Veda is a teenage Bharatanatyam dance student in India. At the onset, she is a competitive dancer who feels that “Pain is proof/ of my hard work,/ proof of my love for dance.” Veda feels the rhythm of the dance in every aspect of her life. When Paati, her beloved grandmother is “grating slivers of coconut for a tangy chutney,” Veda hears “thakka thakka thai” which is a perfect embodiment of the drum that accompanies Bharatanatyam dance.
Ma wishes Veda would study to become an engineer or a doctor. Dance is not practical for a middle-class girl. But wise spiritual Paati supports Veda’s dancing. And Pa doesn’t mind.
Shiva is the Hindi lord of Bharatanatyam and Veda’s hard-won trophy is made in His form. On the way home from the contest there is a terrible car accident. Veda loses her lower leg. Of course she is devastated.

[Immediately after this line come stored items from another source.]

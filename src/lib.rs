//! Host-side programmer for Atmel SAM microcontrollers that speak the
//! SAM-BA ROM bootloader protocol: chip identification, flash
//! erase/program/verify/read, GPNVM, and reset, across the Cortex-M0+
//! (NVMCTRL), Cortex-M3/M4, and Cortex-M7 (EEFC) families.

pub mod address_range;
pub mod cli;
pub mod error;
pub mod file_format;
pub mod flash;
pub mod identifiers;
pub mod part;
pub mod rstc;
pub mod samba;
pub mod session;
pub mod transport;

pub use error::{Error, Result};
//! Reset Controller (RSTC): keyed writes to request a system reset, and
//! plain reads of its status/mode registers.

use log::info;

use crate::error::Result;
use crate::samba::SharedSamBa;
use crate::transport::Transport;

const CR_OFFSET: u32 = 0x00;
const SR_OFFSET: u32 = 0x04;
const MR_OFFSET: u32 = 0x08;

const RSTC_KEY: u32 = 0xA500_0000;

pub struct Rstc<T: Transport> {
    samba: SharedSamBa<T>,
    base_address: u32,
}

impl<T: Transport> Rstc<T> {
    pub fn new(samba: SharedSamBa<T>, base_address: u32) -> Self {
        Rstc {
            samba,
            base_address,
        }
    }

    /// Requests a combined processor + peripheral + external reset by
    /// default (`reg = 0xD`).
    pub fn reset(&mut self, reg: u32) -> Result<()> {
        let value = reg | RSTC_KEY;
        info!("rstc_cr @ {:#010x} = {value:#010x}", self.base_address + CR_OFFSET);
        self.samba
            .borrow_mut()
            .write_word(self.base_address + CR_OFFSET, value)
    }

    pub fn status(&mut self) -> Result<u32> {
        self.samba
            .borrow_mut()
            .read_word(self.base_address + SR_OFFSET)
    }

    pub fn set_mode(&mut self, reg: u32) -> Result<()> {
        let value = reg | RSTC_KEY;
        self.samba
            .borrow_mut()
            .write_word(self.base_address + MR_OFFSET, value)
    }

    pub fn mode(&mut self) -> Result<u32> {
        self.samba
            .borrow_mut()
            .read_word(self.base_address + MR_OFFSET)
    }
}
//! End-to-end EEFC programming against a simulated device: exercises the
//! read-compare-skip fast path, need-erase detection, and keyed FCR command
//! sequencing through the real `SamBa` wire protocol.

use std::cell::RefCell;
use std::collections::{HashMap, VecDeque};
use std::rc::Rc;

use sam_loader::error::{Error, Result};
use sam_loader::flash::{Eefc, FlashController};
use sam_loader::samba::SamBa;
use sam_loader::transport::Transport;

const REGS_BASE: u32 = 0x400E_0A00;
const FLASH_BASE: u32 = 0x0008_0000;
const PAGE_SIZE: u32 = 256;
const PAGES: u32 = 4;
const FCR_OFFSET: u32 = 0x04;
const FSR_OFFSET: u32 = 0x08;
const FSR_FRDY: u32 = 1;
const CMD_EA: u8 = 0x05;

struct EefcDevice {
    memory: HashMap<u32, u8>,
    response: VecDeque<u8>,
}

impl EefcDevice {
    fn new() -> Self {
        let mut memory = HashMap::new();
        for addr in FLASH_BASE..FLASH_BASE + PAGE_SIZE * PAGES {
            memory.insert(addr, 0xFF);
        }
        EefcDevice {
            memory,
            response: VecDeque::new(),
        }
    }

    fn set_u32(&mut self, addr: u32, value: u32) {
        for (i, byte) in value.to_le_bytes().into_iter().enumerate() {
            self.memory.insert(addr + i as u32, byte);
        }
        if addr == REGS_BASE + FCR_OFFSET {
            let command = (value & 0xFF) as u8;
            if command == CMD_EA {
                for a in FLASH_BASE..FLASH_BASE + PAGE_SIZE * PAGES {
                    self.memory.insert(a, 0xFF);
                }
            }
        }
    }

    fn get_u32(&self, addr: u32) -> u32 {
        if addr == REGS_BASE + FSR_OFFSET {
            return FSR_FRDY;
        }
        let mut bytes = [0u8; 4];
        for i in 0..4 {
            bytes[i] = *self.memory.get(&(addr + i as u32)).unwrap_or(&0);
        }
        u32::from_le_bytes(bytes)
    }

    fn execute(&mut self, command: &str) {
        let body = command.trim_end_matches('#');
        let letter = body.chars().next().unwrap();
        let rest = &body[1..];
        let args: Vec<u32> = rest
            .trim_end_matches(',')
            .split(',')
            .filter(|s| !s.is_empty())
            .map(|s| u32::from_str_radix(s, 16).unwrap())
            .collect();

        match letter {
            'N' => self.response.extend([0, 0]),
            'W' => self.set_u32(args[0], args[1]),
            'w' => self.response.extend(self.get_u32(args[0]).to_le_bytes()),
            'R' => {
                let (address, length) = (args[0], args[1]);
                for addr in address..address + length {
                    self.response.push_back(*self.memory.get(&addr).unwrap_or(&0xFF));
                }
            }
            'G' => {}
            _ => panic!("unsupported command in test device: {letter}"),
        }
    }
}

impl Transport for EefcDevice {
    fn read(&mut self, length: usize) -> Result<Vec<u8>> {
        (0..length)
            .map(|_| self.response.pop_front().ok_or(Error::Timeout))
            .collect()
    }

    fn write(&mut self, data: &[u8]) -> Result<()> {
        let command = std::str::from_utf8(data).unwrap().to_string();
        self.execute(&command);
        Ok(())
    }
}

fn new_eefc() -> Eefc<EefcDevice> {
    let samba = SamBa::new(EefcDevice::new(), true).unwrap();
    let shared = Rc::new(RefCell::new(samba));
    Eefc::new(shared, FLASH_BASE, REGS_BASE, PAGES, PAGE_SIZE, false).unwrap()
}

#[test]
fn programs_a_buffer_spanning_two_pages() {
    let mut flash = new_eefc();
    let data: Vec<u8> = (0u16..300).map(|b| (b % 256) as u8).collect();

    let ok = flash.program_flash(&data, Some(FLASH_BASE)).unwrap();
    assert!(ok);

    let readback = flash.read_flash(Some(FLASH_BASE), Some(data.len() as u32)).unwrap();
    assert_eq!(readback, data);
}

#[test]
fn rewriting_identical_contents_is_a_no_op_that_still_verifies() {
    let mut flash = new_eefc();
    let data = vec![0x42u8; PAGE_SIZE as usize];

    assert!(flash.program_flash(&data, Some(FLASH_BASE)).unwrap());
    // Second call: read-compare-skip fast path should take over with no error.
    assert!(flash.program_flash(&data, Some(FLASH_BASE)).unwrap());
}

#[test]
fn chip_erase_restores_the_erased_state() {
    let mut flash = new_eefc();
    let data = vec![0x00u8; PAGE_SIZE as usize];
    flash.program_flash(&data, Some(FLASH_BASE)).unwrap();

    flash.erase_flash(None).unwrap();

    let readback = flash.read_flash(Some(FLASH_BASE), Some(PAGE_SIZE)).unwrap();
    assert_eq!(readback, vec![0xFFu8; PAGE_SIZE as usize]);
}

#[test]
fn sector_erase_is_rejected() {
    let mut flash = new_eefc();
    let err = flash.erase_flash(Some(FLASH_BASE)).unwrap_err();
    assert!(matches!(err, Error::Unsupported { .. }));
}
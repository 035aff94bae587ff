//! The Session façade: sequences probe → identify → select a part, then
//! exposes the read/program/verify/erase/reset operations a caller wants
//! without them needing to know which family they're talking to.

use std::cell::RefCell;
use std::collections::HashMap;
use std::rc::Rc;

use crate::error::Result;
use crate::identifiers::{self, IdentifiedRegisters};
use crate::part::{self, Part};
use crate::samba::SamBa;
use crate::transport::Transport;

pub struct Session<T: Transport> {
    samba: Rc<RefCell<SamBa<T>>>,
    part: Option<Box<dyn Part>>,
}

impl<T: Transport> Session<T> {
    pub fn new(transport: T, is_usb: bool) -> Result<Self> {
        let samba = SamBa::new(transport, is_usb)?;
        Ok(Session {
            samba: Rc::new(RefCell::new(samba)),
            part: None,
        })
    }

    pub fn probe(&mut self, address_overrides: &HashMap<String, u32>) -> Result<IdentifiedRegisters> {
        identifiers::identify(&mut self.samba.borrow_mut(), address_overrides)
    }

    pub fn select_part(&mut self, ids: &IdentifiedRegisters) -> Result<()> {
        let part = part::select(self.samba.clone(), ids)?;
        self.part = Some(part);
        Ok(())
    }

    fn part_mut(&mut self) -> Result<&mut dyn Part> {
        self.part
            .as_deref_mut()
            .ok_or(crate::error::Error::UnknownPart)
    }

    pub fn info(&mut self) -> Result<String> {
        self.part_mut()?.info()
    }

    pub fn read_flash(&mut self, address: Option<u32>, length: Option<u32>) -> Result<Vec<u8>> {
        self.part_mut()?.read_flash(address, length)
    }

    pub fn program_flash(&mut self, data: &[u8], address: Option<u32>) -> Result<bool> {
        self.part_mut()?.program_flash(data, address)
    }

    pub fn verify_flash(&mut self, data: &[u8], address: Option<u32>) -> Result<bool> {
        self.part_mut()?.verify_flash(data, address)
    }

    pub fn erase(&mut self, address: Option<u32>) -> Result<()> {
        self.part_mut()?.erase_chip(address)
    }

    pub fn set_flash_boot(&mut self) -> Result<()> {
        self.part_mut()?.set_flash_boot()
    }

    pub fn reset(&mut self) -> Result<()> {
        self.part_mut()?.reset()
    }

    pub fn run_application(&mut self, address: Option<u32>) -> Result<()> {
        self.part_mut()?.run_application(address)
    }

    pub fn part_name(&self) -> Option<&'static str> {
        self.part.as_deref().map(|p| p.name())
    }
}
//! EEFC driver for Cortex-M3/M4/M7 parts (SAM3A/X, SAM4S, SAMV). Flash is
//! programmed through a page-latch buffer with keyed command registers.

use std::time::{Duration, Instant};

use log::{debug, error, info};

use crate::address_range::AddressRange;
use crate::error::{Error, Result};
use crate::flash::{resolve_address, resolve_length, FlashController};
use crate::samba::SharedSamBa;
use crate::transport::Transport;

const FMR_OFFSET: u32 = 0x00;
const FCR_OFFSET: u32 = 0x04;
const FSR_OFFSET: u32 = 0x08;
const FRR_OFFSET: u32 = 0x0C;

const FCR_FKEY: u32 = 0x5A00_0000;

const FSR_FRDY: u32 = 1;
const FSR_ERROR_MASK: u32 = 0xF & !FSR_FRDY;

const CMD_GETD: u8 = 0x00;
const CMD_WP: u8 = 0x01;
const CMD_EWP: u8 = 0x03;
const CMD_EA: u8 = 0x05;
const CMD_SGPB: u8 = 0x0B;
const CMD_CGPB: u8 = 0x0C;
const CMD_GGPB: u8 = 0x0D;
const CMD_STUI: u8 = 0x0E;
const CMD_SPUI: u8 = 0x0F;

const BUSY_TIMEOUT: Duration = Duration::from_secs(2);
const DESCRIPTOR_TIMEOUT: Duration = Duration::from_millis(500);
const POLL_SLEEP: Duration = Duration::from_millis(1);

pub struct Eefc<T: Transport> {
    samba: SharedSamBa<T>,
    regs_base_address: u32,
    range: AddressRange,
    dont_use_read_block: bool,
}

impl<T: Transport> Eefc<T> {
    pub fn new(
        samba: SharedSamBa<T>,
        flash_base_address: u32,
        regs_base_address: u32,
        pages: u32,
        page_size: u32,
        dont_use_read_block: bool,
    ) -> Result<Self> {
        // SAM3 bugfix: configure flash wait states before any command.
        samba
            .borrow_mut()
            .write_word(regs_base_address + FMR_OFFSET, 0x6 << 8)?;
        let range = AddressRange::new(flash_base_address, pages * page_size, Some(page_size));
        Ok(Eefc {
            samba,
            regs_base_address,
            range,
            dont_use_read_block,
        })
    }

    fn wait_while_busy(&mut self) -> Result<()> {
        let start = Instant::now();
        let mut logged = false;
        loop {
            let fsr = self
                .samba
                .borrow_mut()
                .read_word(self.regs_base_address + FSR_OFFSET)?;
            if fsr & FSR_FRDY != 0 {
                return Ok(());
            }
            if !logged {
                debug!("eefc busy");
                logged = true;
            }
            if start.elapsed() >= BUSY_TIMEOUT {
                return Err(Error::CommandError {
                    fsr_address: self.regs_base_address + FSR_OFFSET,
                    fsr,
                });
            }
            std::thread::sleep(POLL_SLEEP);
        }
    }

    fn command(&mut self, command: u8, farg: u16, do_not_wait: bool) -> Result<()> {
        if !do_not_wait {
            self.wait_while_busy()?;
        }
        let reg = FCR_FKEY | ((farg as u32) << 8) | command as u32;
        self.samba
            .borrow_mut()
            .write_word(self.regs_base_address + FCR_OFFSET, reg)?;
        let fsr = self
            .samba
            .borrow_mut()
            .read_word(self.regs_base_address + FSR_OFFSET)?;
        if fsr & FSR_ERROR_MASK != 0 {
            return Err(Error::CommandError {
                fsr_address: self.regs_base_address + FSR_OFFSET,
                fsr: fsr & FSR_ERROR_MASK,
            });
        }
        Ok(())
    }

    fn read_block_raw(&mut self, address: u32, length: usize) -> Result<Vec<u8>> {
        if self.dont_use_read_block {
            self.read_by_word(address, length)
        } else {
            self.samba.borrow_mut().read_block(address, length)
        }
    }

    /// SAM3 quirk: `read_block` over SAM-BA returns all zeros on some
    /// silicon revisions mid-operation, so fall back to word reads.
    fn read_by_word(&mut self, address: u32, length: usize) -> Result<Vec<u8>> {
        let mut out = Vec::with_capacity(length);
        let mut addr = address;
        let mut remaining = length;

        if addr % 4 != 0 {
            let aligned = addr - addr % 4;
            let word = self.samba.borrow_mut().read_word(aligned)?.to_le_bytes();
            let offset = (addr % 4) as usize;
            let take = remaining.min(4 - offset);
            out.extend_from_slice(&word[offset..offset + take]);
            remaining -= take;
            addr += take as u32;
        }

        while remaining > 0 {
            let word = self.samba.borrow_mut().read_word(addr)?.to_le_bytes();
            let take = remaining.min(4);
            out.extend_from_slice(&word[..take]);
            remaining -= take;
            addr += 4;
        }

        Ok(out)
    }

    pub fn read_gpnvm(&mut self) -> Result<u32> {
        self.command(CMD_GGPB, 0, false)?;
        self.wait_while_busy()?;
        self.samba
            .borrow_mut()
            .read_word(self.regs_base_address + FRR_OFFSET)
    }

    pub fn set_gpnvm(&mut self, bits_mask: u32) -> Result<()> {
        for bit in 0..32 {
            if bits_mask & (1 << bit) != 0 {
                self.command(CMD_SGPB, bit, false)?;
            }
        }
        Ok(())
    }

    pub fn clear_gpnvm(&mut self, bits_mask: u32) -> Result<()> {
        for bit in 0..32 {
            if bits_mask & (1 << bit) != 0 {
                self.command(CMD_CGPB, bit, false)?;
            }
        }
        Ok(())
    }

    pub fn read_descriptor(&mut self) -> Result<Vec<u32>> {
        self.command(CMD_GETD, 0, false)?;
        self.wait_while_busy()?;
        let start = Instant::now();
        let mut descriptor = Vec::new();
        loop {
            if start.elapsed() >= DESCRIPTOR_TIMEOUT {
                return Err(Error::Connection {
                    reason: "get flash descriptor timed out".into(),
                });
            }
            let word = self
                .samba
                .borrow_mut()
                .read_word(self.regs_base_address + FRR_OFFSET)?;
            if word == 0 {
                return Ok(descriptor);
            }
            descriptor.push(word);
        }
    }

    pub fn read_unique_identifier_area(&mut self) -> Result<Vec<u8>> {
        self.command(CMD_STUI, 0, false)?;
        // FRDY is not set while STUI is active; no busy-wait here.
        let area = self.read_block_raw(self.range.start, 16)?;
        self.command(CMD_SPUI, 0, true)?;
        Ok(area)
    }
}

impl<T: Transport> FlashController for Eefc<T> {
    fn address_range(&self) -> &AddressRange {
        &self.range
    }

    fn erase_flash(&mut self, start_address: Option<u32>) -> Result<()> {
        if start_address.is_some() {
            return Err(Error::Unsupported {
                operation: "sector or page erase on EEFC",
            });
        }
        self.command(CMD_EA, 0, false)
    }

    fn program_flash(&mut self, data: &[u8], address: Option<u32>) -> Result<bool> {
        let start = resolve_address(&self.range, address);
        self.range.check_in_range(start, data.len() as u32)?;
        info!("eefc program: {start:#010x}..+{}", data.len());

        let page_size = self.range.page_size.expect("page size not yet discovered");
        self.wait_while_busy()?;
        let chunks = self.range.get_page_chunks(data, start);
        for chunk in chunks.into_iter() {
            let Some((chunk_address, chunk_data)) = chunk else {
                continue;
            };
            let mut chunk_address = chunk_address;
            let mut chunk_data = chunk_data.to_vec();

            let current = self.read_block_raw(chunk_address, chunk_data.len())?;
            if current == chunk_data {
                info!("eefc page {chunk_address:#010x} unchanged, skipping write");
                continue;
            }

            let need_erase = current
                .iter()
                .zip(chunk_data.iter())
                .any(|(actual, wanted)| actual & wanted != *wanted);
            let align_bytes = if need_erase { page_size } else { 4 };

            if chunk_address % align_bytes != 0 {
                let new_address = chunk_address - chunk_address % align_bytes;
                let prefix_len = (chunk_address % align_bytes) as usize;
                let prefix = self.read_block_raw(new_address, prefix_len)?;
                let mut padded = prefix;
                padded.extend_from_slice(&chunk_data);
                chunk_data = padded;
                chunk_address = new_address;
            }
            if chunk_data.len() as u32 % align_bytes != 0 {
                let pad_len = align_bytes - (chunk_data.len() as u32 % align_bytes);
                let suffix = self.read_block_raw(
                    chunk_address + chunk_data.len() as u32,
                    pad_len as usize,
                )?;
                chunk_data.extend_from_slice(&suffix);
            }

            for (i, word) in chunk_data.chunks(4).enumerate() {
                let mut bytes = [0u8; 4];
                bytes[..word.len()].copy_from_slice(word);
                let value = u32::from_le_bytes(bytes);
                self.samba
                    .borrow_mut()
                    .write_word(chunk_address + (i as u32) * 4, value)?;
            }

            let command = if need_erase { CMD_EWP } else { CMD_WP };
            let farg = (chunk_address / page_size) as u16;
            self.command(command, farg, false)?;
            self.wait_while_busy()?;

            if !self.verify_flash(&chunk_data, Some(chunk_address))? {
                return Err(Error::FlashWriteError {
                    page_address: chunk_address,
                    range: self.range,
                });
            }
        }

        self.verify_flash(data, Some(start))
    }

    fn verify_flash(&mut self, data: &[u8], address: Option<u32>) -> Result<bool> {
        let start = resolve_address(&self.range, address);
        let actual = self.read_flash(Some(start), Some(data.len() as u32))?;
        let matches = actual == data;
        if matches {
            info!("eefc verify {start:#010x}..+{}: OK", data.len());
        } else {
            error!("eefc verify {start:#010x}..+{}: FAIL", data.len());
        }
        Ok(matches)
    }

    fn read_flash(&mut self, address: Option<u32>, length: Option<u32>) -> Result<Vec<u8>> {
        let start = resolve_address(&self.range, address);
        self.range.check_in_range(start, 0)?;
        let length = resolve_length(&self.range, start, length)?;
        self.range.check_in_range(start, length)?;
        self.read_block_raw(start, length as usize)
    }
}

But now her true journey begins. Once she recovers from her initial depression and a young American doctor prepares her for and designs a special prosthesis, Veda is determined to dance again. She has a crush on the handsome doctor who took her through the worst of her ordeal. Once she recovers from his gentle rejection, she grows stronger.
Veda asks her best friend, “Do you believe in God? In Karma?” Chandra, on her way to a career in science responds, “Physics says every action has an equal and opposite reaction./ Karma is kind of the same, isn’t it?/ Good actions result in rewards, sooner or later. . .As for God . . .I see His cosmic dance of creation as the spinning of electrons within every atom. Science is God enough for me.”
Veda’s first dance teacher will not teach the newly “disabled” girl. But dancer Dhanam akka sees her as “differently-abled.” Akka tells Veda she has extraordinary courage, but not enough compassion—allow yourself to feel loss. She assigns Veda to the young teacher, Govinda. He sees dance as meditation and says, “Meditation isn’t about pushing your body,/ it’s about respecting it,/ the way you’d respect every other space within which God dwells.” So, as Veda falls in love with Govinda (whose parents disapprove of his dancing and wishes he’d be an engineer), she learns to dance spiritually—with more depth and therefore more satisfaction.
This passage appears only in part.